The House on Fortune Street: A Novel

Margot Livesey's ambitious, affecting seventh novel, THE HOUSE ON FORTUNE STREET, is the kind of book that probably sounds bizarre or disjointed in any kind of brief plot description. And, in the hands of any less capable novelist, it probably would be either spectacularly dull or maddeningly confusing. But in award-winning author Livesey's unified, compelling vision, somehow this achingly sad but beautiful work of fiction not only makes sense but also creates meaning for its readers.

The novel is made up of four interconnected novellas, united by the character of Dara MacLeod, a young woman who, in the opening story, is struggling to find her own romantic happiness despite her involvement with a distant, married man and her sense of dissatisfaction with her own life compared to that of her best friend Abigail and her partner Sean, who has recently left his own wife to move into Abigail's house on Fortune Street, where Dara also rents an apartment from Abigail.

However, in this opening section, which focuses on Sean, readers learn what Dara doesn't even suspect --- that all is not perfect in Sean and Abigail's relationship. Abigail has grown obsessed with getting her fledgling theater company off the ground, rarely coming home to Sean, whose professional dissatisfaction (he is a literary scholar who can't seem to finish his dissertation) appears to mirror his frustrations with their relationship. Sean's fascination with Dara's seeming emotional openness and availability --- so in contrast with Abigail's --- remains distant until a tragedy and a betrayal shake the house's very foundations.

The second novella shifts direction suddenly to Dara's childhood, and more specifically to her father, Cameron, who narrates the tale. He writes of his own long-kept secret, one that he has never been able to share with Dara --- a fascination with young girls (particularly Dara's best friend) that borders on the erotic. Cameron never acts on his desires but finds himself unable to acknowledge the truth about himself and the reason for his divorce to Dara, even as an adult.

Dara herself, and particularly her initial meeting with her married lover Edward, forms the basis for the third novella.
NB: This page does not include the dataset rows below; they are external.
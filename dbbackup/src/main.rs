//! dbbackup - backup, restore and cluster backup coordination.

use anyhow::{bail, Context, Result};
use clap::{Args, Parser, Subcommand};
use dbbackup::config::{parse_override, BackupConfig};
use dbbackup::report::Reporter;
use dbbackup::spider::{self, RunOutcome};
use dbbackup::{dumper, loader, migrate, utils};
use std::path::{Path, PathBuf};

#[derive(Parser, Debug)]
#[command(name = "dbbackup", author, version, about, long_about = None)]
struct Cli {
    /// Log level (trace, debug, info, warn, error)
    #[arg(long, global = true, default_value = "info")]
    log_level: String,

    /// Append logs to this file instead of stdout
    #[arg(long, global = true, value_name = "FILE")]
    log_file: Option<PathBuf>,

    #[command(subcommand)]
    command: Command,
}

#[derive(Subcommand, Debug)]
enum Command {
    /// Back up one instance
    Dumpbackup(DumpArgs),

    /// Restore a backup described by an index file
    Loadbackup {
        #[arg(short, long, value_name = "FILE")]
        config: PathBuf,

        /// Override a config value, e.g. logical_load.databases=db1
        #[arg(long = "set", value_name = "SECTION.KEY=VALUE")]
        overrides: Vec<String>,
    },

    /// Coordinated backups of a sharded cluster
    Spiderbackup {
        #[command(subcommand)]
        action: SpiderAction,
    },

    /// Convert a legacy .info description into an .index manifest
    Migrateold {
        #[arg(long, value_name = "FILE")]
        legacy_info: PathBuf,

        #[arg(long, value_name = "DIR")]
        output: PathBuf,
    },
}

#[derive(Args, Debug)]
struct DumpArgs {
    #[arg(short, long, value_name = "FILE")]
    config: PathBuf,

    /// logical or physical
    #[arg(long)]
    backup_type: Option<String>,

    /// Comma separated subset of data, schema, grant, or all
    #[arg(long)]
    data_schema_grant: Option<String>,

    #[arg(long)]
    backup_id: Option<String>,

    /// Override a config value, e.g. public.tar_size_threshold=2048
    #[arg(long = "set", value_name = "SECTION.KEY=VALUE")]
    overrides: Vec<String>,

    /// Do not kill the capture tool at public.backup_timeout
    #[arg(long)]
    nocheck_deadline: bool,
}

#[derive(Subcommand, Debug)]
enum SpiderAction {
    /// On the routing node: create one task per shard
    Schedule {
        #[arg(short, long, value_name = "FILE")]
        config: PathBuf,

        /// Block until every shard finishes
        #[arg(long)]
        wait: bool,
    },

    /// On a storage node: reconcile local tasks and launch the next one
    Check {
        /// One config per local instance; the first one names this node
        #[arg(short, long, value_name = "FILE", required = true, num_args = 1..)]
        config: Vec<PathBuf>,

        /// Keep checking every spider.poll_interval_secs until signalled
        #[arg(long)]
        daemon: bool,
    },

    /// Claim and run this instance's task of a cluster backup
    Run {
        #[arg(short, long, value_name = "FILE")]
        config: PathBuf,

        #[arg(long)]
        backup_id: String,
    },
}

fn load_config(path: &Path, raw: &[String], extra: Vec<(String, String)>) -> Result<BackupConfig> {
    let mut overrides = extra;
    for item in raw {
        overrides.push(parse_override(item)?);
    }
    BackupConfig::load(path, &overrides).with_context(|| format!("loading {}", path.display()))
}

async fn dumpbackup(args: DumpArgs) -> Result<()> {
    let mut extra = Vec::new();
    if let Some(t) = args.backup_type {
        extra.push(("public.backup_type".to_string(), t.to_lowercase()));
    }
    if let Some(s) = args.data_schema_grant {
        extra.push(("public.data_schema_grant".to_string(), s));
    }
    if let Some(id) = args.backup_id {
        extra.push(("public.backup_id".to_string(), id));
    }
    let cfg = load_config(&args.config, &args.overrides, extra)?;
    let reporter = Reporter::new(&cfg);
    let index = dumper::run_dump(&cfg, &reporter, !args.nocheck_deadline)
        .await
        .with_context(|| format!("backup {} of port {}", cfg.public.backup_id, cfg.public.mysql_port))?;
    tracing::info!(
        backup_id = %index.backup_id,
        target = %index.target_name,
        parts = index.archive_parts().len(),
        "Backup complete"
    );
    Ok(())
}

async fn spiderbackup(action: SpiderAction, log_file: Option<PathBuf>) -> Result<()> {
    match action {
        SpiderAction::Schedule { config, wait } => {
            let cfg = load_config(&config, &[], Vec::new())?;
            if let Some(id) = spider::schedule_command(&cfg, wait).await? {
                println!("{}", id);
            }
        }
        SpiderAction::Check { config, daemon } => {
            let mut configs = Vec::with_capacity(config.len());
            for path in config {
                let cfg = load_config(&path, &[], Vec::new())?;
                configs.push((path, cfg));
            }
            spider::check_command(&configs, daemon, log_file).await?;
        }
        SpiderAction::Run { config, backup_id } => {
            let cfg = load_config(&config, &[], Vec::new())?;
            match spider::run_command(&cfg, &backup_id).await? {
                RunOutcome::Failed(reason) => bail!("cluster backup task failed: {}", reason),
                outcome => tracing::info!(backup_id = %backup_id, outcome = ?outcome, "Task finished"),
            }
        }
    }
    Ok(())
}

#[tokio::main]
async fn main() -> Result<()> {
    let cli = Cli::parse();
    utils::logger::init(&cli.log_level, cli.log_file.as_deref())?;
    tracing::debug!("dbbackup v{}", env!("CARGO_PKG_VERSION"));

    match cli.command {
        Command::Dumpbackup(args) => dumpbackup(args).await,
        Command::Loadbackup { config, overrides } => {
            let cfg = load_config(&config, &overrides, Vec::new())?;
            loader::run_load(&cfg)
                .await
                .with_context(|| format!("load into port {}", cfg.public.mysql_port))?;
            tracing::info!("Load complete");
            Ok(())
        }
        Command::Spiderbackup { action } => spiderbackup(action, cli.log_file).await,
        Command::Migrateold { legacy_info, output } => {
            let path = migrate::migrate(&legacy_info, &output)?;
            println!("{}", path.display());
            Ok(())
        }
    }
}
By this point in the novel, readers know a great deal about Dara, along with the people and places that have made up her past. When this third section relates Dara's relationship anxieties, her troubled reconciliation with her father and her rocky friendship with Abigail, audiences will find themselves putting the pieces of Dara's life together, at times cringing at the uncomfortable realities that the more complete picture depicts.

Finally, the fourth section focuses on Abigail. In many ways, Abigail has been a cipher throughout the novel; more talented than her boyfriend Sean, more confident than her best friend Dara, Abigail has been the lucky one to whom both more vulnerable characters compare themselves. In Abigail's own story, however, which starts in childhood and extends to the present (revealing the heartbreaking reasons for Dara's fate), we learn that no one --- not even Abigail --- can really escape the foundations of their past and the consequences of their bad decisions.
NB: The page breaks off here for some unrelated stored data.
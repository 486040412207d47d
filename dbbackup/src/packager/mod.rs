//! Turns a capture directory into size-bounded, optionally encrypted
//! archive parts and fills in the manifest's file list.

pub mod encrypt;
pub mod mapping;
pub mod splitting;

use crate::config::{BackupConfig, BackupType};
use crate::fs::walker::{walk_sorted, CaptureFile, WalkOptions};
use crate::index::{IndexContent, TarFileItem, UNKNOWN_SIZE};
use crate::report::Reporter;
use crate::utils::errors::{BackupError, Result};
use crate::utils::ratelimit::RateLimiter;
use encrypt::Encryptor;
use std::io;
use std::path::{Path, PathBuf};
use tracing::{info, warn};

#[derive(Debug, Clone, Copy, PartialEq, Eq)]
pub enum PackageKind {
    /// One part per threshold worth of whole capture files
    Mapping,
    /// One tar split by byte range
    Splitting,
}

impl From<BackupType> for PackageKind {
    fn from(t: BackupType) -> Self {
        match t {
            BackupType::Logical => PackageKind::Mapping,
            BackupType::Physical => PackageKind::Splitting,
        }
    }
}

#[derive(Debug, Clone)]
pub struct PackageOptions {
    pub kind: PackageKind,
    /// Part size in bytes
    pub threshold: u64,
    /// Bytes per second, 0 = unlimited
    pub io_limit: u64,
}

impl PackageOptions {
    pub fn from_config(cfg: &BackupConfig) -> Self {
        Self {
            kind: cfg.public.backup_type.into(),
            threshold: cfg.tar_size_threshold_bytes(),
            io_limit: cfg.public.io_limit_mb_per_sec.saturating_mul(1024 * 1024),
        }
    }
}

/// Decoded size of zstd members, raw size of everything else, in KB.
/// Any decode failure yields [`UNKNOWN_SIZE`].
pub fn uncompressed_size_kb(files: &[CaptureFile]) -> i64 {
    let mut total = 0u64;
    for file in files {
        if file.file_name().ends_with(".zst") {
            match zstd_decoded_len(&file.path) {
                Ok(n) => total += n,
                Err(e) => {
                    warn!(file = %file.path.display(), "Cannot size compressed file: {}", e);
                    return UNKNOWN_SIZE;
                }
            }
        } else {
            total += file.size;
        }
    }
    (total / 1024) as i64
}

fn zstd_decoded_len(path: &Path) -> io::Result<u64> {
    let mut decoder = zstd::stream::read::Decoder::new(std::fs::File::open(path)?)?;
    io::copy(&mut decoder, &mut io::sink())
}

/// Package `capture_dir` into `index.target_name` parts next to the
/// manifest, encrypt them if configured, record the grants file and persist
/// the manifest.
pub async fn package(
    opts: &PackageOptions,
    capture_dir: &Path,
    index: &mut IndexContent,
    encryptor: Option<&Encryptor>,
    reporter: &Reporter,
) -> Result<PathBuf> {
    let out_dir = reporter.backup_dir().to_path_buf();
    let target = index.target_name.clone();

    let files = walk_sorted(capture_dir, &WalkOptions::default())?;
    index.total_size_kb_uncompress = uncompressed_size_kb(&files);

    let job_opts = opts.clone();
    let job_capture = capture_dir.to_path_buf();
    let job_out = out_dir.clone();
    let job_target = target.clone();
    let mut items = tokio::task::spawn_blocking(move || {
        let limiter = RateLimiter::new(job_opts.io_limit);
        match job_opts.kind {
            PackageKind::Mapping => {
                mapping::mapping_package(&job_capture, &job_out, &job_target, job_opts.threshold, &limiter)
            }
            PackageKind::Splitting => splitting::splitting_package(
                &job_capture,
                &job_out,
                &job_target,
                job_opts.threshold,
                &limiter,
            ),
        }
    })
    .await
    .map_err(|e| BackupError::Process(format!("packaging task failed: {}", e)))??;

    if let Some(enc) = encryptor {
        for item in items.iter_mut().filter(|i| i.is_standalone()) {
            let encrypted = enc.encrypt(&out_dir.join(&item.file_name)).await?;
            item.file_size = tokio::fs::metadata(&encrypted).await?.len();
            item.file_name = format!("{}{}", item.file_name, enc.suffix());
        }
        let suffix = enc.suffix();
        for item in items.iter_mut().filter(|i| !i.is_standalone()) {
            if let Some(part) = item.tar_file_name.take() {
                item.tar_file_name = Some(format!("{}{}", part, suffix));
            }
        }
    }

    for item in items {
        index.add_file(item);
    }

    let priv_name = format!("{}.priv", target);
    let priv_path = out_dir.join(&priv_name);
    if priv_path.is_file() {
        let size = std::fs::metadata(&priv_path)?.len();
        index.add_file(TarFileItem::standalone(priv_name, size));
    }

    if capture_dir.exists() {
        std::fs::remove_dir_all(capture_dir)?;
    }

    info!(
        backup_id = %index.backup_id,
        parts = index.archive_parts().len(),
        total = index.total_filesize,
        "Packaging finished"
    );
    reporter.write_index(index)
}

#[cfg(test)]
mod tests {
    use super::*;
    use crate::config::tests::sample_config;
    use crate::index::tests::sample_meta;
    use crate::index::FileType;
    use std::io::Write;
    use tempfile::TempDir;

    #[test]
    fn test_uncompressed_size_counts_decoded_bytes() -> anyhow::Result<()> {
        let dir = TempDir::new()?;
        let mut enc = zstd::stream::write::Encoder::new(
            std::fs::File::create(dir.path().join("db.t.00000.sql.zst"))?,
            3,
        )?;
        enc.write_all(&vec![b'a'; 8192])?;
        enc.finish()?;
        std::fs::write(dir.path().join("db.t-schema.sql"), vec![b'b'; 2048])?;

        let files = walk_sorted(dir.path(), &WalkOptions::default())?;
        assert_eq!(uncompressed_size_kb(&files), 10);
        Ok(())
    }

    #[test]
    fn test_uncompressed_size_unknown_on_corrupt_member() -> anyhow::Result<()> {
        let dir = TempDir::new()?;
        std::fs::write(dir.path().join("db.t.00000.sql.zst"), b"definitely not zstd")?;
        let files = walk_sorted(dir.path(), &WalkOptions::default())?;
        assert_eq!(uncompressed_size_kb(&files), UNKNOWN_SIZE);
        Ok(())
    }

    /// Physical, data-only backup of 3.5 thresholds worth of capture output.
    #[tokio::test]
    async fn test_physical_split_into_four_parts() -> anyhow::Result<()> {
        let backup_dir = TempDir::new()?;
        let mut cfg = sample_config();
        cfg.public.backup_dir = backup_dir.path().to_path_buf();
        cfg.public.backup_type = BackupType::Physical;
        cfg.public.data_schema_grant = "data".to_string();
        cfg.logical_backup.databases.clear();

        let threshold: u64 = 64 * 1024;
        let target = "100_host_127.0.0.1_3306_20240301020000_xtra";
        let capture = backup_dir.path().join(target);
        std::fs::create_dir_all(&capture)?;
        std::fs::write(capture.join("ibdata1"), vec![3u8; (threshold * 7 / 2) as usize])?;

        let reporter = Reporter::new(&cfg);
        let mut index = IndexContent::new(&cfg, target, "5.7.20", sample_meta())?;
        let opts = PackageOptions {
            kind: PackageKind::Splitting,
            threshold,
            io_limit: 0,
        };
        let index_path = package(&opts, &capture, &mut index, None, &reporter).await?;

        let parts = index.archive_parts();
        let names: Vec<&str> = parts.iter().map(|p| p.file_name.as_str()).collect();
        assert_eq!(
            names,
            (0..4)
                .map(|n| format!("{}.tar.part_{}", target, n))
                .collect::<Vec<_>>()
        );
        assert!(parts.iter().all(|p| p.file_type == FileType::Part));
        let sum: u64 = parts.iter().map(|p| p.file_size).sum();
        assert_eq!(index.total_filesize, sum);
        assert!(!index.is_full_backup);
        assert!(!capture.exists());

        let reloaded = IndexContent::load(&index_path)?;
        assert_eq!(reloaded.total_filesize, sum);
        assert_eq!(reloaded.binlog_info, index.binlog_info);
        Ok(())
    }

    #[tokio::test]
    async fn test_logical_package_records_members_and_priv() -> anyhow::Result<()> {
        let backup_dir = TempDir::new()?;
        let mut cfg = sample_config();
        cfg.public.backup_dir = backup_dir.path().to_path_buf();

        let target = "100_host_127.0.0.1_3306_20240301020000_logical";
        let capture = backup_dir.path().join(target);
        std::fs::create_dir_all(&capture)?;
        std::fs::write(capture.join("db1.t1-schema.sql"), b"CREATE TABLE t1 (id int);")?;
        std::fs::write(capture.join("db1.t1.00000.sql"), b"INSERT INTO t1 VALUES (1);")?;
        std::fs::write(capture.join("metadata"), b"[master]\nFile = b.000001\nPosition = 4\n")?;
        std::fs::write(backup_dir.path().join(format!("{}.priv", target)), b"GRANT ALL;")?;

        let reporter = Reporter::new(&cfg);
        let mut index = IndexContent::new(&cfg, target, "5.7.20", sample_meta())?;
        let opts = PackageOptions {
            kind: PackageKind::Mapping,
            threshold: 1 << 20,
            io_limit: 0,
        };
        package(&opts, &capture, &mut index, None, &reporter).await?;

        let types: Vec<FileType> = index.file_list.iter().map(|f| f.file_type).collect();
        assert_eq!(
            types,
            vec![
                FileType::Schema,
                FileType::Data,
                FileType::Metadata,
                FileType::Tar,
                FileType::Priv
            ]
        );
        assert_eq!(index.archive_parts().len(), 1);
        assert!(index.total_size_kb_uncompress >= 0);
        Ok(())
    }
}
THE HOUSE ON FORTUNE STREET is fascinating on many levels. From a narrative point of view, the way in which Livesey transforms Dara from a marginal character in the first novella to the emotional heart of the whole novel is a brilliant exercise in storytelling proficiency. From a literary point of view, Livesey manages to subtly integrate four different British literary figures --- from Keats and Charles Dodgson to Charlotte Brontë and Charles Dickens --- into the lives of her characters, at times drawing explicit parallels but more often trusting her readers to make the connections themselves (thereby delighting thousands of English majors worldwide). Finally, from an emotional point of view, Livesey capably draws such compelling portraits of so many fundamentally flawed characters that readers will become invested not only in Dara's central, heartrending story but also in the lives of all those whose experiences have shaped her own.

Along the way, Livesey encourages thoughtful reflection on difficult questions: Where does the truth lie? What is the importance of the stories we tell about our own and others' lives? What do our difficult decisions say about our fundamental character? Is it possible to walk away from one's past? Much as the four stories here form a sort of dialogue with one another, THE HOUSE ON FORTUNE STREET is a novel that lends itself perfectly for ongoing dialogue in book clubs or more casual conversations between lovers of great stories --- the classic and the contemporary.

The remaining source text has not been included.